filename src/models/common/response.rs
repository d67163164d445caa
use serde::{Deserialize, Serialize};
use ts_rs::TS;

use crate::models::ErrorCode;

// 统一的API响应结构
#[derive(Debug, Clone, Serialize, Deserialize, TS)]
#[ts(export, export_to = "../frontend/src/types/generated/api.ts")]
pub struct ApiResponse<T: TS> {
    pub success: bool,
    pub code: i32,
    pub message: String,
    #[serde(skip_serializing_if = "Option::is_none")]
    pub data: Option<T>,
    pub timestamp: chrono::DateTime<chrono::Utc>,
}

impl<T: TS> ApiResponse<T> {
    pub fn success(data: T, message: impl Into<String>) -> Self {
        Self {
            success: true,
            code: ErrorCode::Success as i32,
            message: message.into(),
            data: Some(data),
            timestamp: chrono::Utc::now(),
        }
    }

    pub fn error(code: ErrorCode, data: T, message: impl Into<String>) -> Self {
        Self {
            success: false,
            code: code as i32,
            message: message.into(),
            data: Some(data),
            timestamp: chrono::Utc::now(),
        }
    }
}

impl ApiResponse<()> {
    pub fn success_empty(message: impl Into<String>) -> Self {
        Self {
            success: true,
            code: ErrorCode::Success as i32,
            message: message.into(),
            data: None,
            timestamp: chrono::Utc::now(),
        }
    }

    pub fn error_empty(code: ErrorCode, message: impl Into<String>) -> Self {
        Self {
            success: false,
            code: code as i32,
            message: message.into(),
            data: None,
            timestamp: chrono::Utc::now(),
        }
    }
}

#[cfg(test)]
mod tests {
    use super::*;

    #[test]
    fn test_success_envelope() {
        let resp = ApiResponse::success(42i32, "ok");
        let json = serde_json::to_value(&resp).unwrap();
        assert_eq!(json["success"], true);
        assert_eq!(json["code"], 0);
        assert_eq!(json["data"], 42);
        assert!(json.get("timestamp").is_some());
    }

    #[test]
    fn test_error_envelope_omits_data() {
        let resp = ApiResponse::error_empty(ErrorCode::QuizNotFound, "Quiz not found");
        let json = serde_json::to_value(&resp).unwrap();
        assert_eq!(json["success"], false);
        assert_eq!(json["code"], ErrorCode::QuizNotFound as i32);
        assert!(json.get("data").is_none());
    }
}
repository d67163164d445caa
pub mod responses;

pub use responses::HealthResponse;
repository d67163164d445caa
use super::SeaOrmStorage;
use crate::entity::live_session_attendees::{
    ActiveModel as AttendeeActiveModel, Column as AttendeeColumn, Entity as LiveSessionAttendees,
};
use crate::entity::live_sessions::{ActiveModel, Column, Entity as LiveSessions};
use crate::errors::{LangLearnError, Result};
use crate::models::{
    PaginationInfo,
    live_sessions::{
        entities::{LiveSession, LiveSessionAttendee, LiveSessionStatus},
        requests::{CreateLiveSessionRequest, LiveSessionListQuery, UpdateLiveSessionRequest},
        responses::LiveSessionListResponse,
    },
};
use sea_orm::{
    ActiveModelTrait, ColumnTrait, EntityTrait, PaginatorTrait, QueryFilter, QueryOrder, Set,
};

impl SeaOrmStorage {
    pub async fn create_live_session_impl(
        &self,
        host_id: i64,
        req: CreateLiveSessionRequest,
    ) -> Result<LiveSession> {
        let now = chrono::Utc::now().timestamp();

        let model = ActiveModel {
            title: Set(req.title),
            description: Set(req.description),
            course_id: Set(req.course_id),
            language_id: Set(req.language_id),
            host_id: Set(host_id),
            scheduled_at: Set(req.scheduled_at.timestamp()),
            duration_minutes: Set(req.duration_minutes.unwrap_or(60)),
            meeting_url: Set(req.meeting_url),
            max_participants: Set(req.max_participants.unwrap_or(0)),
            status: Set(LiveSessionStatus::Scheduled.to_string()),
            created_at: Set(now),
            updated_at: Set(now),
            ..Default::default()
        };

        let result = model
            .insert(&self.db)
            .await
            .map_err(|e| LangLearnError::database_operation(format!("创建直播失败: {e}")))?;

        Ok(result.into_live_session())
    }

    pub async fn get_live_session_by_id_impl(&self, id: i64) -> Result<Option<LiveSession>> {
        let result = LiveSessions::find_by_id(id)
            .one(&self.db)
            .await
            .map_err(|e| LangLearnError::database_operation(format!("查询直播失败: {e}")))?;

        Ok(result.map(|m| m.into_live_session()))
    }

    /// 按开播时间升序分页列出
    pub async fn list_live_sessions_impl(
        &self,
        query: LiveSessionListQuery,
    ) -> Result<LiveSessionListResponse> {
        let page = query.page.max(1);
        let size = query.size.clamp(1, 100);

        let mut select = LiveSessions::find();
        if let Some(course_id) = query.course_id {
            select = select.filter(Column::CourseId.eq(course_id));
        }
        if let Some(status) = query.status {
            select = select.filter(Column::Status.eq(status.to_string()));
        }
        if let Some(after) = query.scheduled_after {
            select = select.filter(Column::ScheduledAt.gte(after.timestamp()));
        }

        let paginator = select
            .order_by_asc(Column::ScheduledAt)
            .paginate(&self.db, size);

        let total = paginator
            .num_items()
            .await
            .map_err(|e| LangLearnError::database_operation(format!("查询直播总数失败: {e}")))?;
        let pages = paginator
            .num_pages()
            .await
            .map_err(|e| LangLearnError::database_operation(format!("查询直播页数失败: {e}")))?;
        let sessions = paginator
            .fetch_page(page - 1)
            .await
            .map_err(|e| LangLearnError::database_operation(format!("查询直播列表失败: {e}")))?;

        Ok(LiveSessionListResponse {
            items: sessions
                .into_iter()
                .map(|m| m.into_live_session())
                .collect(),
            pagination: PaginationInfo::new(page, size, total, pages),
        })
    }

    pub async fn update_live_session_impl(
        &self,
        id: i64,
        update: UpdateLiveSessionRequest,
    ) -> Result<Option<LiveSession>> {
        if self.get_live_session_by_id_impl(id).await?.is_none() {
            return Ok(None);
        }

        let mut model = ActiveModel {
            id: Set(id),
            updated_at: Set(chrono::Utc::now().timestamp()),
            ..Default::default()
        };

        if let Some(title) = update.title {
            model.title = Set(title);
        }
        if let Some(description) = update.description {
            model.description = Set(Some(description));
        }
        if let Some(course_id) = update.course_id {
            model.course_id = Set(Some(course_id));
        }
        if let Some(language_id) = update.language_id {
            model.language_id = Set(Some(language_id));
        }
        if let Some(scheduled_at) = update.scheduled_at {
            model.scheduled_at = Set(scheduled_at.timestamp());
        }
        if let Some(duration) = update.duration_minutes {
            model.duration_minutes = Set(duration);
        }
        if let Some(meeting_url) = update.meeting_url {
            model.meeting_url = Set(Some(meeting_url));
        }
        if let Some(max_participants) = update.max_participants {
            model.max_participants = Set(max_participants);
        }

        let result = model
            .update(&self.db)
            .await
            .map_err(|e| LangLearnError::database_operation(format!("更新直播失败: {e}")))?;

        Ok(Some(result.into_live_session()))
    }

    pub async fn update_live_session_status_impl(
        &self,
        id: i64,
        status: LiveSessionStatus,
    ) -> Result<Option<LiveSession>> {
        let result = LiveSessions::update_many()
            .col_expr(Column::Status, sea_orm::sea_query::Expr::value(status.to_string()))
            .col_expr(
                Column::UpdatedAt,
                sea_orm::sea_query::Expr::value(chrono::Utc::now().timestamp()),
            )
            .filter(Column::Id.eq(id))
            .exec(&self.db)
            .await
            .map_err(|e| LangLearnError::database_operation(format!("更新直播状态失败: {e}")))?;

        if result.rows_affected == 0 {
            return Ok(None);
        }
        self.get_live_session_by_id_impl(id).await
    }

    pub async fn delete_live_session_impl(&self, id: i64) -> Result<bool> {
        let result = LiveSessions::delete_by_id(id)
            .exec(&self.db)
            .await
            .map_err(|e| LangLearnError::database_operation(format!("删除直播失败: {e}")))?;

        Ok(result.rows_affected > 0)
    }

    pub async fn register_attendee_impl(
        &self,
        session_id: i64,
        user_id: i64,
    ) -> Result<LiveSessionAttendee> {
        let model = AttendeeActiveModel {
            session_id: Set(session_id),
            user_id: Set(user_id),
            registered_at: Set(chrono::Utc::now().timestamp()),
            ..Default::default()
        };

        let result = model
            .insert(&self.db)
            .await
            .map_err(|e| LangLearnError::database_operation(format!("报名直播失败: {e}")))?;

        Ok(result.into_attendee())
    }

    pub async fn unregister_attendee_impl(&self, session_id: i64, user_id: i64) -> Result<bool> {
        let result = LiveSessionAttendees::delete_many()
            .filter(AttendeeColumn::SessionId.eq(session_id))
            .filter(AttendeeColumn::UserId.eq(user_id))
            .exec(&self.db)
            .await
            .map_err(|e| LangLearnError::database_operation(format!("取消报名失败: {e}")))?;

        Ok(result.rows_affected > 0)
    }

    pub async fn get_attendee_impl(
        &self,
        session_id: i64,
        user_id: i64,
    ) -> Result<Option<LiveSessionAttendee>> {
        let result = LiveSessionAttendees::find()
            .filter(AttendeeColumn::SessionId.eq(session_id))
            .filter(AttendeeColumn::UserId.eq(user_id))
            .one(&self.db)
            .await
            .map_err(|e| LangLearnError::database_operation(format!("查询报名记录失败: {e}")))?;

        Ok(result.map(|m| m.into_attendee()))
    }

    pub async fn list_attendees_impl(&self, session_id: i64) -> Result<Vec<LiveSessionAttendee>> {
        let result = LiveSessionAttendees::find()
            .filter(AttendeeColumn::SessionId.eq(session_id))
            .order_by_asc(AttendeeColumn::RegisteredAt)
            .all(&self.db)
            .await
            .map_err(|e| LangLearnError::database_operation(format!("查询报名列表失败: {e}")))?;

        Ok(result.into_iter().map(|m| m.into_attendee()).collect())
    }

    pub async fn count_attendees_impl(&self, session_id: i64) -> Result<i64> {
        let count = LiveSessionAttendees::find()
            .filter(AttendeeColumn::SessionId.eq(session_id))
            .count(&self.db)
            .await
            .map_err(|e| LangLearnError::database_operation(format!("统计报名人数失败: {e}")))?;

        Ok(count as i64)
    }
}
..........
## Problem
If a line in the records above includes the string "select", copy it.

## Reply to the task
        let mut select = LiveSessions::find();
            select = select.filter(Column::CourseId.eq(course_id));
            select = select.filter(Column::Status.eq(status.to_string()));
            select = select.filter(Column::ScheduledAt.gte(after.timestamp()));
        let paginator = select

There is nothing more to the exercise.